SPRINGFIELD, Mo. — Some COVID-19 patients are being turned away from an overwhelmed Springfield hospital where cases are surging and taken to less-stressed hospitals hundreds of miles away in Kansas City and St. Louis.
CoxHealth system president Steve Edwards said Tuesday that the hospital in Springfield was on "COVID diversion" as the delta variant gains momentum in the southwest part of the state, where large swaths of residents aren't vaccinated, the Springfield News-Leaders reports.
He said four Cox patients recently were transferred to BJC HealthCare, a St. Louis-area health system with 14 hospitals including Barnes-Jewish, a big teaching hospital tied to Washington University's medical school. Another four Cox patients have been transferred to St. Luke's Health System in Kansas City, Edwards said.
Edwards cited internal Cox data showing 47 COVID patients transferred into Cox facilities from June 1 to 21, many of them from hospitals in smaller communities such as Lebanon and Mountain View, while 23 transferred out.
At the city's other hospital, Mercy Springfield, patients haven't been sent to bigger cities so far, said president Craig McCoy.
Dave Dillon, a spokesperson for the Missouri Hospital Association, said one problem is that "hospitals aren't as well-staffed as during the surge" of COVID-19 infections from last winter.
"Many have reduced the expensive agency staff that helped then get through the high hospitalization months," Dillon told the News-Leader by email on Tuesday.
Many pandemic contracts between hospitals and temporary workers such as traveling nurses have expired, including a big state contract between Missouri and Texas-based healthcare staffing firm Vizient Inc.
"Those staff have probably departed for their next placements," Dillon said.
Another problem cited by health care leaders is the return of patients who need hospital care for non-COVID treatments.
"It is fair to say that hospitals are already stretched to address pent-up demand for health services that were curtailed last year, and into spring," Dillon said.
The patient transfers come despite the reality that vaccines are available at no charge within 5 miles (8.05 kilometers) from home for more than 80% of Missourians, as Gov.

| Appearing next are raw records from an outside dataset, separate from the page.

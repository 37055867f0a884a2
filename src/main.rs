use std::path::PathBuf;

use anyhow::{Context, Result};
use clap::{Parser, Subcommand};
use tracing::info;

use stls::config::{AppConfig, RootData, RunMode};
use stls::zone_file::load_zones;
use stls::zones::ZoneSet;

#[derive(Parser)]
#[command(name = "stls", version)]
#[command(about = "Traffic zone monitor: YOLO vehicle detection, zone queuing, relay control")]
struct Cli {
    /// Root data file (`key: value` per line)
    #[arg(short, long, default_value = "root_data.txt")]
    config: PathBuf,

    /// Without a command, `write_points_mode` in the root file decides.
    #[command(subcommand)]
    command: Option<Command>,
}

#[derive(Subcommand, Clone, Copy)]
enum Command {
    /// Start the monitoring loop
    Run,

    /// Record zone polygons from the camera preview
    WritePoints,

    /// Print the zones scaled to the configured frame size
    Zones {
        #[arg(long)]
        json: bool,
    },
}

#[tokio::main]
async fn main() -> Result<()> {
    let cli = Cli::parse();

    let root = RootData::read(&cli.config)?;
    let cfg = AppConfig::from_root_data(&root, true)
        .with_context(|| format!("Invalid configuration in {}", cli.config.display()))?;

    stls::logging::init_logging(&cfg.log_settings());
    info!("{}", root);

    let command = match cli.command {
        Some(c) => c,
        None => match cfg.run_mode()? {
            RunMode::WritePoints => Command::WritePoints,
            RunMode::Monitor => Command::Run,
        },
    };

    match command {
        Command::Run => vision::run_monitor(&cfg).await?,
        Command::WritePoints => vision::write_points(&cfg)?,
        Command::Zones { json } => {
            let zones = load_zones(&cfg.zones_file_path, cfg.frame_width, cfg.frame_height)?;
            if json {
                println!("{}", serde_json::to_string_pretty(&zones)?);
            } else {
                print_zones(&zones);
            }
        }
    }
    Ok(())
}

fn print_zones(zones: &ZoneSet) {
    println!("Zones at {}x{} ({} total)", zones.frame_width, zones.frame_height, zones.len());
    println!("{}", "─".repeat(60));
    for zone in zones.iter() {
        let points = zone
            .points
            .iter()
            .map(|p| format!("({}, {})", p.x, p.y))
            .collect::<Vec<_>>()
            .join(", ");
        println!("{:>3}: {}", zone.id, points);
    }
}

#[cfg(feature = "vision")]
mod vision {
    use anyhow::Result;
    use tracing::info;

    use stls::authoring::AuthoringSession;
    use stls::authoring_ui::run_authoring;
    use stls::camera::CameraStream;
    use stls::config::AppConfig;
    use stls::detection::ClassList;
    use stls::error::ensure_exists;
    use stls::monitor::{HeadlessSink, Monitor, MonitorSettings, RunSummary};
    use stls::output::ActuationChannel;
    use stls::overlay::OpenCvSink;
    use stls::processor::FrameProcessor;
    use stls::zone_file::{load_zones, ZoneFileWriter};
    use stls::zones::ZoneSet;
    use stls::yolo::YoloDetector;

    pub async fn run_monitor(cfg: &AppConfig) -> Result<()> {
        ensure_exists("weight", &cfg.weight_file_path)?;
        ensure_exists("class list", &cfg.class_list_file_path)?;
        ensure_exists("zones", &cfg.zones_file_path)?;

        let queue_mode = cfg.queue_mode()?;
        let zones = load_zones(&cfg.zones_file_path, cfg.frame_width, cfg.frame_height)?;
        let classes = ClassList::load(&cfg.class_list_file_path)?;
        print_startup_info(cfg, &zones);

        let detector = YoloDetector::new(&cfg.weight_file_path, cfg.input_size, cfg.nms_threshold)?;
        let camera = CameraStream::open(&cfg.camera_source, cfg.frame_width, cfg.frame_height)?;
        let processor = FrameProcessor::new(zones, classes, cfg.vehicle_classes(), cfg.interval(), queue_mode);
        let actuator = open_actuator(cfg)?;
        let settings = MonitorSettings::from_config(cfg);

        let summary = if cfg.display_enabled() {
            let sink = OpenCvSink::new(&cfg.frame_name, cfg.wait_key, cfg.quit_key());
            Monitor::new(camera, detector, sink, actuator, processor, settings).run().await?
        } else {
            Monitor::new(camera, detector, HeadlessSink, actuator, processor, settings).run().await?
        };
        print_summary(&summary);
        Ok(())
    }

    pub fn write_points(cfg: &AppConfig) -> Result<()> {
        let writer = ZoneFileWriter::new(&cfg.zones_file_path, cfg.max_zones, cfg.frame_width, cfg.frame_height);
        let session = AuthoringSession::new(writer, cfg.quit_key());
        let mut camera = CameraStream::open(&cfg.camera_source, cfg.frame_width, cfg.frame_height)?;
        let saved = run_authoring(&mut camera, session)?;
        info!("{} zone(s) written to {}", saved, cfg.zones_file_path);
        Ok(())
    }

    #[cfg(feature = "raspberry-pi")]
    fn open_actuator(cfg: &AppConfig) -> Result<Box<dyn ActuationChannel + Send>> {
        Ok(Box::new(stls::relay::GpioRelayBoard::open(cfg.relay_pins())?))
    }

    #[cfg(not(feature = "raspberry-pi"))]
    fn open_actuator(_cfg: &AppConfig) -> Result<Box<dyn ActuationChannel + Send>> {
        info!("Built without raspberry-pi support, relay changes are only logged");
        Ok(Box::new(stls::relay::LoggingActuator::new()))
    }

    fn print_startup_info(cfg: &AppConfig, zones: &ZoneSet) {
        let relays = if cfg!(feature = "raspberry-pi") {
            let pins = cfg.relay_pins();
            format!("GPIO car={} motorbike={} default={}", pins.car, pins.motorbike, pins.default)
        } else {
            "logging only".to_string()
        };

        println!("╔══════════════════════════════════════════════════════════╗");
        println!("║            STLS TRAFFIC ZONE MONITOR                     ║");
        println!("╠══════════════════════════════════════════════════════════╣");
        println!("  Camera:    {} @ {}x{}", cfg.camera_source, cfg.frame_width, cfg.frame_height);
        println!("  Model:     {} (conf {:.2})", cfg.weight_file_path, cfg.detect_sensitivity);
        println!("  Zones:     {} from {}", zones.len(), cfg.zones_file_path);
        println!("  Vehicles:  {}", cfg.vehicle_classes);
        println!("  Queue:     {} every {:.1}s", cfg.queue_mode, cfg.time_interval);
        println!("  Relays:    {}", relays);
        println!("  Display:   {}", if cfg.display_enabled() { cfg.frame_name.as_str() } else { "off" });
        println!("╚══════════════════════════════════════════════════════════╝");
    }

    fn print_summary(s: &RunSummary) {
        println!("┌─────────────────────────────────────────────");
        println!(
            "│ {} → {} │ stopped: {:?}",
            s.started_at.format("%H:%M:%S"),
            s.finished_at.format("%H:%M:%S"),
            s.stop_reason
        );
        println!("├─────────────────────────────────────────────");
        println!(
            "│ captured={} forwarded={} dropped={} processed={} actuations={}",
            s.frames_captured, s.frames_forwarded, s.frames_dropped, s.frames_processed, s.actuations
        );
        println!("└─────────────────────────────────────────────");
    }
}

#[cfg(not(feature = "vision"))]
mod vision {
    use anyhow::{bail, Result};

    use stls::config::AppConfig;

    pub async fn run_monitor(_cfg: &AppConfig) -> Result<()> {
        bail!("stls was built without camera support; rebuild with `--features vision` to run the monitor")
    }

    pub fn write_points(_cfg: &AppConfig) -> Result<()> {
        bail!("stls was built without camera support; rebuild with `--features vision` to write zone points")
    }
}
//! YOLO object detector via ONNX Runtime.
//!
//! Expects the usual export layout: input `images` `[1, 3, S, S]`, output
//! `[1, 4 + classes, boxes]` with centre/size boxes in input pixels.

use std::path::Path;

use anyhow::{anyhow, Context, Result};
use ndarray::Array4;
use opencv::{
    core::{Mat, Scalar, Size},
    imgproc,
    prelude::*,
};
use ort::session::{builder::GraphOptimizationLevel, Session};
use tracing::{debug, info};

use crate::detection::{non_max_suppression, Detection, ObjectDetector};
use crate::error::ensure_exists;

pub struct YoloDetector {
    session: Session,
    input_size: u32,
    nms_threshold: f32,
}

impl YoloDetector {
    pub fn new(model_path: impl AsRef<Path>, input_size: u32, nms_threshold: f32) -> Result<Self> {
        let model_path = model_path.as_ref();
        ensure_exists("weight", model_path)?;

        let session = Session::builder()?
            .with_optimization_level(GraphOptimizationLevel::Level3)?
            .with_intra_threads(2)?
            .commit_from_file(model_path)
            .with_context(|| format!("Failed to load model {}", model_path.display()))?;
        info!("Model {} loaded (input {}x{})", model_path.display(), input_size, input_size);

        Ok(Self {
            session,
            input_size,
            nms_threshold,
        })
    }

    /// All boxes above `confidence`, in frame pixels, after NMS.
    pub fn detect_frame(&self, frame: &Mat, confidence: f32) -> Result<Vec<Detection>> {
        let sz = self.input_size as i32;
        let (letterboxed, scale, pad_x, pad_y) = letterbox(frame, sz)?;
        let mut rgb = Mat::default();
        imgproc::cvt_color(&letterboxed, &mut rgb, imgproc::COLOR_BGR2RGB, 0)?;
        let data = mat_to_chw_f32(&rgb, sz as usize)?;
        let array = Array4::from_shape_vec((1, 3, sz as usize, sz as usize), data)?;

        let outputs = self.session.run(ort::inputs!["images" => array.view()]?)?;
        let output = outputs[0]
            .try_extract_tensor::<f32>()
            .map_err(|e| anyhow!("Failed to extract output tensor: {}", e))?;
        let shape = output.shape();
        if shape.len() != 3 || shape[1] < 5 {
            return Err(anyhow!("Unexpected model output shape {:?}", shape));
        }
        let num_boxes = shape[2];
        let num_classes = shape[1] - 4;

        let frame_w = frame.cols() as f32;
        let frame_h = frame.rows() as f32;
        let scale = scale as f32;
        let (pad_x, pad_y) = (pad_x as f32, pad_y as f32);

        let mut candidates = Vec::new();
        for i in 0..num_boxes {
            let mut max_score = 0f32;
            let mut max_class = 0usize;
            for c in 0..num_classes {
                let score = output[[0, 4 + c, i]];
                if score > max_score {
                    max_score = score;
                    max_class = c;
                }
            }
            if max_score < confidence {
                continue;
            }

            let cx = output[[0, 0, i]];
            let cy = output[[0, 1, i]];
            let bw = output[[0, 2, i]];
            let bh = output[[0, 3, i]];
            // letterbox coords back to frame pixels
            let x1 = ((cx - bw / 2.0 - pad_x) / scale).clamp(0.0, frame_w);
            let y1 = ((cy - bh / 2.0 - pad_y) / scale).clamp(0.0, frame_h);
            let x2 = ((cx + bw / 2.0 - pad_x) / scale).clamp(0.0, frame_w);
            let y2 = ((cy + bh / 2.0 - pad_y) / scale).clamp(0.0, frame_h);
            candidates.push(Detection::new(x1, y1, x2, y2, max_score, max_class));
        }

        let before = candidates.len();
        let kept = non_max_suppression(candidates, self.nms_threshold);
        debug!("Detector: {} candidates, {} after NMS", before, kept.len());
        Ok(kept)
    }
}

impl ObjectDetector<Mat> for YoloDetector {
    fn detect(&mut self, frame: &Mat, confidence: f32) -> Result<Vec<Detection>> {
        self.detect_frame(frame, confidence)
    }
}

// ── Helpers ──────────────────────────────────────────────────────────────────

/// Fit into `target×target` with grey padding. Returns the image, the scale
/// applied and the left/top padding.
fn letterbox(src: &Mat, target: i32) -> Result<(Mat, f64, i32, i32)> {
    let w = src.cols();
    let h = src.rows();
    let scale = target as f64 / w.max(h) as f64;
    let new_w = ((w as f64 * scale) as i32).clamp(1, target);
    let new_h = ((h as f64 * scale) as i32).clamp(1, target);

    let mut resized = Mat::default();
    imgproc::resize(src, &mut resized, Size::new(new_w, new_h), 0.0, 0.0, imgproc::INTER_LINEAR)?;

    let pad_x = (target - new_w) / 2;
    let pad_y = (target - new_h) / 2;

    let mut padded = Mat::default();
    opencv::core::copy_make_border(
        &resized,
        &mut padded,
        pad_y,
        target - new_h - pad_y,
        pad_x,
        target - new_w - pad_x,
        opencv::core::BORDER_CONSTANT,
        Scalar::new(114.0, 114.0, 114.0, 0.0),
    )?;

    Ok((padded, scale, pad_x, pad_y))
}

/// HWC `u8` Mat to CHW `f32` in [0, 1].
fn mat_to_chw_f32(mat: &Mat, size: usize) -> Result<Vec<f32>> {
    let mut out = vec![0f32; 3 * size * size];
    let data = mat.data_bytes()?;

    for h in 0..size {
        for w in 0..size {
            let pixel_idx = (h * size + w) * 3;
            for c in 0..3usize {
                out[c * size * size + h * size + w] = data[pixel_idx + c] as f32 / 255.0;
            }
        }
    }
    Ok(out)
}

Mike Parson said on Twitter last week.
Missouri Department of Health and Senior Services' acting director, Robert Knodell, said in a statement that the agency was working local and federal health officials and healthcare systems to provide resources and data analysis.
"We continue to promote and encourage vaccination as the most effective mitigation step the public can take to stop this virus in its tracks," he said.
Dillon, with the state hospital association, said that because effective vaccines are now available, COVID-19 hospitalizations are "largely unnecessary."
Meanwhile, a COVID-19 outbreak hit an office building for state workers in Jefferson City. The Office of Administration on Tuesday said 15 employees working within the Truman State Office Building had tested positive, the St. Louis Post-Dispatch reports.
"Due to this concentration of positive test results, over 100 employees in this area and the close contacts of the infected employees were offered COVID-19 testing," Chris Moreland, spokesman for the Office of Administration, said in an email. "Close contacts of the infected employees in the impacted area were asked to work from home pending their test results."
He said that while state employees were not required to receive a COVID-19 vaccine, the agency "strongly encourages people to do so as a COVID-19 vaccine is the most effective way to prevent contracting the virus."